Sasha & I made Syrniki this morning for breakfast! Syrniki are Ukrainian pancakes made from Farmers Cheese. I didn’t have time to pick up real Farmers Cheese, so I used cottage cheese as a substitute. Next time I make these, I’m going to stop in at Marina’s European Food Market and pick up some real Slavic Farmers Cheese.
In case you don’t know us personally, I am Ukrainian & my husband is from Russia. I was lucky enough to grow up learning some of the Ukrainian/Eastern European culture from my dad & his family (his sister, Mary, & her polish husband, Vince, both who are sadly no longer with us.) I loved going to their family parties! Learning the traditions, hearing the language… I loved their accents. I’d ask them to speak to me in Ukrainian, and in Ukrainian they would say, “why should I speak it if you can’t understand it?” I just thought that was the coolest thing ever. I learned a few words growing up, but never the language.
Ever since I was little, I knew I wanted to marry an Eastern European man. I gave all of my children a Ukrainian (or Russian) middle name to honor our heritage: Kaden Yuri (after my dad) 💙, Ella Aleksandriya 💗, Mia Nataliya (after Niko’s birth mother) 💗, Sasha Katiya 💗, Athena Mariyah (after my dad’s sister & my mom, both Mary… *side note: it isn’t supposed to have an “h” at the end. I’m still mad at myself for agreeing to putting that) 💗, & Moses Kolya (after Niko) 💙.
Since the invasion, I have decided to go “full Ukrainian.” I’ve taught myself how to read & write their alphabet confidently. I can now speak Ukrainian at an elementary level. I am teaching my children as I learn so we can be fluent at home. My husband has tried teaching me Russian over the years (which is very similar to Ukrainian), and I’ve tried Rosetta Stone in the past so it wasn’t totally unfamiliar to me, but this time it just clicked- almost like it was unlocked from my DNA bank. I finally would be able to not only understand what they were saying to me, but respond too. I’m so proud of myself.
In addition to all of that, I am learning how to cook Ukrainian foods so that I will be able to pass recipes down to my children to continue embracing our culture for generations to come.
Today we made Syrniki & it turned out REALLY yummy so I decided to share it here.
Gather your ingredients.
- 2 16oz containers cottage cheese (farmers cheese if possible)
- 2 eggs
- 1 cup flour
- 4 tablespoons sugar
- 2 teaspoons baking soda
- 1/2 teaspoon salt
I have a large family & wanted to make sure that I had extra to send to my parents to try. If you have a small family; cut this in half, or make & use for breakfast prep/freezer breakfast meal for later.
Sasha hard at work mixing everything together in a big bowl.
Meanwhile, pour some oil of your choice on a skillet on the stove and let it heat up.
Wash your hands again. Leave them a little wet, but not dripping. Grab a smallish size amount of cheese mixture and form into a patty & place on stove. Wet hands again & repeat one by one. You’ll want to fry them until they are golden brown. DO NOT move them until you see the crust forming on the bottom & the top looks flat like pancake batter, no longer like cottage cheese (the cottage cheese will slop all over the pan if you flip too soon). Flipping is more difficult than with American pancakes.
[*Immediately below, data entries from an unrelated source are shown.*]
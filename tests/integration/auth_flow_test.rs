//! Integration tests for the login/logout lifecycle.

mod helpers;

use campus_auth::{LoginRequest, PasswordHasher};
use campus_core::config::{AccountConfig, AppConfig, CredentialMode};
use campus_core::error::ErrorKind;
use campus_entity::session::AuthState;
use campus_entity::user::UserRole;

#[test]
fn test_login_as_student() {
    let mut app = helpers::TestApp::new();

    app.sessions
        .login(&LoginRequest::new("a@b.com", "x", UserRole::Student))
        .unwrap();

    let session = app.sessions.current_session().unwrap();
    assert_eq!(session.role, UserRole::Student);
    assert_eq!(session.name, "a");
}

#[test]
fn test_login_then_logout() {
    let mut app = helpers::TestApp::new();
    app.login_as(UserRole::Accounting);
    assert_eq!(
        app.sessions.state(),
        AuthState::Authenticated(UserRole::Accounting)
    );

    app.sessions.logout();

    assert!(app.sessions.current_session().is_none());
    assert_eq!(app.sessions.state(), AuthState::Unauthenticated);
}

#[test]
fn test_logout_without_session_is_noop() {
    let mut app = helpers::TestApp::new();
    app.sessions.logout();
    app.sessions.logout();
    assert_eq!(app.sessions.state(), AuthState::Unauthenticated);
}

#[test]
fn test_every_role_can_log_in_and_land() {
    for role in UserRole::ALL {
        let mut app = helpers::TestApp::new();
        app.login_as(role);
        let session = app.sessions.current_session().unwrap();
        let landing = app.gate.landing(session);
        assert!(!landing.is_redirect(), "{role} did not land");
    }
}

#[test]
fn test_empty_submission_is_blocked() {
    let mut app = helpers::TestApp::new();

    for (email, password) in [("", "x"), ("a@b.com", ""), ("", "")] {
        let err = app
            .sessions
            .login(&LoginRequest::new(email, password, UserRole::Admin))
            .unwrap_err();
        assert_eq!(err.kind, ErrorKind::Validation);
        assert_eq!(app.sessions.state(), AuthState::Unauthenticated);
    }
}

fn directory_app() -> helpers::TestApp {
    let hash = PasswordHasher::new().hash_password("letmein").unwrap();
    let config = AppConfig {
        auth: campus_core::config::AuthConfig {
            mode: CredentialMode::Directory,
            accounts: vec![AccountConfig {
                id: None,
                email: "bursar@school.test".to_string(),
                password_hash: hash,
                role: "accounting".to_string(),
                display_name: Some("The Bursar".to_string()),
            }],
        },
        ..Default::default()
    };
    helpers::TestApp::from_config(&config)
}

#[test]
fn test_directory_mode_assigns_role_server_side() {
    let mut app = directory_app();

    let session = app
        .sessions
        .login(&LoginRequest::new(
            "Bursar@School.test",
            "letmein",
            UserRole::Admin,
        ))
        .unwrap();

    assert_eq!(session.role, UserRole::Accounting);
    assert_eq!(session.name, "The Bursar");
    assert_eq!(session.user_id, "bursar@school.test");
}

#[test]
fn test_directory_mode_rejects_wrong_password() {
    let mut app = directory_app();

    let err = app
        .sessions
        .login(&LoginRequest::new(
            "bursar@school.test",
            "guess",
            UserRole::Accounting,
        ))
        .unwrap_err();

    assert_eq!(err.kind, ErrorKind::Authentication);
    assert!(app.sessions.current_session().is_none());
}
//! Login credentials: request validation, verification, and password hashing.

pub mod hasher;
pub mod request;
pub mod verifier;

pub use hasher::PasswordHasher;
pub use request::LoginRequest;
pub use verifier::{
    CredentialVerifier, DemoVerifier, DirectoryVerifier, VerifiedIdentity, build_verifier,
};
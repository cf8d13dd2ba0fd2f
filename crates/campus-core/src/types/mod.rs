//! Shared value types used across Campus crates.

pub mod id;

pub use id::SessionId;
Once both sides are golden brown, transfer to a place &…
I served these with peaches. I had planned on making cream to go with them as well, but got too overwhelmed with the flipping that I decided peaches were enough. Next time I will definitely make the cream ahead of time because it would be a very nice treat to go with them.
Now that I made them and know what to expect, I will feel more confident making them from here on out. I am excited to try them with various toppings, especially other fruits & jams. They are more savory than sweet, so the fruits bring a natural sweetness to them. They are really, really good though- the kids even said they were delicious!